● **SOURCE INFORMATION**
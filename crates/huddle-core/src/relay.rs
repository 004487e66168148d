//! Message relay for Huddle.
//!
//! The relay persists chat messages through the external store and fans the
//! canonical persisted row out to every connection of the receiver and the
//! sender. Delivery to online connections is at-least-once and best-effort;
//! history is durable exactly-once, and an offline receiver reconciles by
//! pulling their mailbox on reconnect.
//!
//! Per-pair FIFO holds because a connection's events are handled
//! sequentially and the store assigns monotonic identifiers; no ordering is
//! guaranteed across different sender/receiver pairs.

use crate::error::CoreError;
use crate::registry::Registry;
use crate::store::{MessageStore, UserDirectory};
use huddle_protocol::{Message, MessageContent, ServerEvent, UserId};
use std::sync::Arc;
use tracing::debug;

/// Persists and delivers point-to-point chat events.
pub struct MessageRelay {
    registry: Arc<Registry>,
    store: Arc<dyn MessageStore>,
    directory: Arc<dyn UserDirectory>,
}

impl MessageRelay {
    /// Create a relay over the given registry, store, and directory.
    #[must_use]
    pub fn new(
        registry: Arc<Registry>,
        store: Arc<dyn MessageStore>,
        directory: Arc<dyn UserDirectory>,
    ) -> Self {
        Self {
            registry,
            store,
            directory,
        }
    }

    /// Relay a chat message from a connection to a user.
    ///
    /// The message is persisted before anything is forwarded; a store
    /// failure means nothing was sent. On success the persisted row is
    /// delivered to every receiver connection (0 if offline) and echoed to
    /// every sender connection, so all of the sender's devices converge on
    /// the same server-assigned message.
    ///
    /// # Errors
    ///
    /// [`CoreError::AuthRequired`] for an unbound sender connection,
    /// [`CoreError::InvalidTarget`] for an unknown receiver, and
    /// [`CoreError::Persistence`] when the store rejects the write.
    pub async fn send_message(
        &self,
        sender_connection: &str,
        receiver_id: UserId,
        content: MessageContent,
    ) -> Result<Message, CoreError> {
        let sender_id = self
            .registry
            .identity_of(sender_connection)
            .ok_or(CoreError::AuthRequired)?;

        if !self.directory.contains(receiver_id).await? {
            return Err(CoreError::InvalidTarget(receiver_id));
        }

        // Persist first; the store is the only suspension point and is
        // never awaited while holding shared state.
        let message = self
            .store
            .create_message(sender_id, receiver_id, content)
            .await?;

        let event = ServerEvent::message_new(message.clone());
        let delivered = self.registry.send_to_user(receiver_id, &event);
        self.registry.send_to_user(sender_id, &event);

        debug!(
            message_id = message.id,
            sender = sender_id,
            receiver = receiver_id,
            delivered,
            "Message relayed"
        );

        Ok(message)
    }

    /// Mark all messages from `peer_id` to the caller as read.
    ///
    /// One-way mutation; the peer gets no realtime notification.
    ///
    /// # Errors
    ///
    /// [`CoreError::AuthRequired`] for an unbound connection,
    /// [`CoreError::Persistence`] when the store rejects the update.
    pub async fn mark_read(
        &self,
        reader_connection: &str,
        peer_id: UserId,
    ) -> Result<(), CoreError> {
        let reader_id = self
            .registry
            .identity_of(reader_connection)
            .ok_or(CoreError::AuthRequired)?;

        self.store.mark_read(peer_id, reader_id).await?;
        debug!(reader = reader_id, peer = peer_id, "Messages marked read");
        Ok(())
    }

    /// Full mailbox for a user, for reconnection reconciliation.
    ///
    /// # Errors
    ///
    /// [`CoreError::Persistence`] when the store fails.
    pub async fn history(&self, user_id: UserId) -> Result<Vec<Message>, CoreError> {
        Ok(self.store.list_messages(user_id).await?)
    }
}
//! Error taxonomy for the Huddle core.
//!
//! Nothing here is retried automatically and no error is fatal to the
//! process; a failure on one connection never affects others.

use crate::store::StoreError;
use huddle_protocol::events::error_code;
use huddle_protocol::UserId;
use thiserror::Error;

/// Core errors.
#[derive(Debug, Error)]
pub enum CoreError {
    /// Operation attempted on a connection that has not identified.
    #[error("connection is not bound to an identity")]
    AuthRequired,

    /// Receiver or callee identity unknown or unavailable.
    #[error("unknown or unavailable target user: {0}")]
    InvalidTarget(UserId),

    /// A non-terminal call session for this pair already exists.
    #[error("a call with user {0} is already in progress")]
    AlreadyInProgress(UserId),

    /// Signaling event inconsistent with the session state or sender role.
    #[error("signaling event not valid for the current session state")]
    SessionStateViolation,

    /// Signal for a session that no longer exists. Routine under races
    /// (late ICE candidates after hangup); dropped, never surfaced.
    #[error("signal for a session that no longer exists")]
    StaleSignal,

    /// The message store rejected the operation.
    #[error("message store failure: {0}")]
    Persistence(#[from] StoreError),
}

impl CoreError {
    /// Wire error code for errors that are surfaced to clients.
    ///
    /// Returns `None` for [`CoreError::StaleSignal`], which is silently
    /// dropped rather than reported.
    #[must_use]
    pub fn wire_code(&self) -> Option<u16> {
        match self {
            CoreError::AuthRequired => Some(error_code::AUTH_REQUIRED),
            CoreError::InvalidTarget(_) => Some(error_code::INVALID_TARGET),
            CoreError::AlreadyInProgress(_) => Some(error_code::ALREADY_IN_PROGRESS),
            CoreError::SessionStateViolation => Some(error_code::SESSION_STATE_VIOLATION),
            CoreError::StaleSignal => None,
            CoreError::Persistence(_) => Some(error_code::PERSISTENCE_FAILURE),
        }
    }
}

#[cfg(test)]
mod tests {
    use super::*;

    #[test]
    fn test_stale_signal_has_no_wire_code() {
        assert_eq!(CoreError::StaleSignal.wire_code(), None);
        assert_eq!(
            CoreError::AuthRequired.wire_code(),
            Some(error_code::AUTH_REQUIRED)
        );
    }
}
/// Tear down a closed connection.
///
/// The forced call teardown is announced before the presence change, so by
/// the time peers observe the new snapshot their sessions with this user are
/// already gone.
fn cleanup_connection(connection_id: &str, state: &Arc<AppState>) {
    let Some(outcome) = state.registry.unbind(connection_id) else {
        return;
    };

    if outcome.went_offline {
        let ended = state.calls.handle_disconnect(outcome.user);
        if ended > 0 {
            metrics::set_active_calls(state.calls.session_count());
        }
        state.presence.announce_offline(outcome.user);
    }
}

/// Dispatch a decoded client event to the owning component.
///
/// Pure plumbing: resolves the sender identity where needed, invokes the
/// core operation, and reports rejections back to the sender.
async fn dispatch_event(event: ClientEvent, connection_id: &str, state: &Arc<AppState>) {
    match event {
        ClientEvent::Identify { user_id } => {
            handle_identify(user_id, connection_id, state);
        }

        ClientEvent::MessageSend {
            receiver_id,
            content,
        } => {
            if let Err(e) = state
                .relay
                .send_message(connection_id, receiver_id, content)
                .await
            {
                report_error(state, connection_id, &e, "message_send");
            }
        }

        ClientEvent::MarkRead { peer_id } => {
            if let Err(e) = state.relay.mark_read(connection_id, peer_id).await {
                report_error(state, connection_id, &e, "mark_read");
            }
        }

        ClientEvent::CallRequest { callee_id } => {
            let Some(user_id) = require_identity(connection_id, state, "call_request") else {
                return;
            };
            match state.calls.request(user_id, callee_id) {
                Ok(_) => {
                    metrics::record_call_started();
                    metrics::set_active_calls(state.calls.session_count());
                }
                Err(e) => report_error(state, connection_id, &e, "call_request"),
            }
        }

        ClientEvent::CallAccept { caller_id } => {
            let Some(user_id) = require_identity(connection_id, state, "call_accept") else {
                return;
            };
            if let Err(e) = state.calls.accept(user_id, caller_id) {
                report_error(state, connection_id, &e, "call_accept");
            }
        }

        ClientEvent::CallReject { caller_id } => {
            let Some(user_id) = require_identity(connection_id, state, "call_reject") else {
                return;
            };
            match state.calls.reject(user_id, caller_id) {
                Ok(()) => metrics::set_active_calls(state.calls.session_count()),
                Err(e) => report_error(state, connection_id, &e, "call_reject"),
            }
        }

        ClientEvent::CallOffer { peer_id, sdp } => {
            let Some(user_id) = require_identity(connection_id, state, "call_offer") else {
                return;
            };
            if let Err(e) = state.calls.offer(user_id, peer_id, sdp) {
                report_error(state, connection_id, &e, "call_offer");
            }
        }

        ClientEvent::CallAnswer { peer_id, sdp } => {
            let Some(user_id) = require_identity(connection_id, state, "call_answer") else {
                return;
            };
            if let Err(e) = state.calls.answer(user_id, peer_id, sdp) {
                report_error(state, connection_id, &e, "call_answer");
            }
        }

        ClientEvent::CallIceCandidate { peer_id, candidate } => {
            let Some(user_id) = require_identity(connection_id, state, "call_ice_candidate")
            else {
                return;
            };
            // Candidate rejections are routine races; drop without an error
            // frame so a late trickle does not spam the client.
            if let Err(e) = state.calls.candidate(user_id, peer_id, candidate) {
                debug!(connection = %connection_id, error = %e, "Candidate dropped");
                metrics::record_error("call_ice_candidate");
            }
        }

        ClientEvent::CallEnd { peer_id } => {
            let Some(user_id) = require_identity(connection_id, state, "call_end") else {
                return;
            };
            match state.calls.end(user_id, peer_id) {
                Ok(()) => metrics::set_active_calls(state.calls.session_count()),
                Err(e) => report_error(state, connection_id, &e, "call_end"),
            }
        }

        ClientEvent::Ping { timestamp } => {
            state
                .registry
                .send_to_connection(connection_id, ServerEvent::Pong { timestamp });
        }
    }
}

● **WHAT THIS TASK INVOLVES**
Could you copy out every line in the listing where the word "their" appears?

● **RESPONSE TO THIS TASK**
//! pulling their mailbox on reconnect.
/// the time peers observe the new snapshot their sessions with this user are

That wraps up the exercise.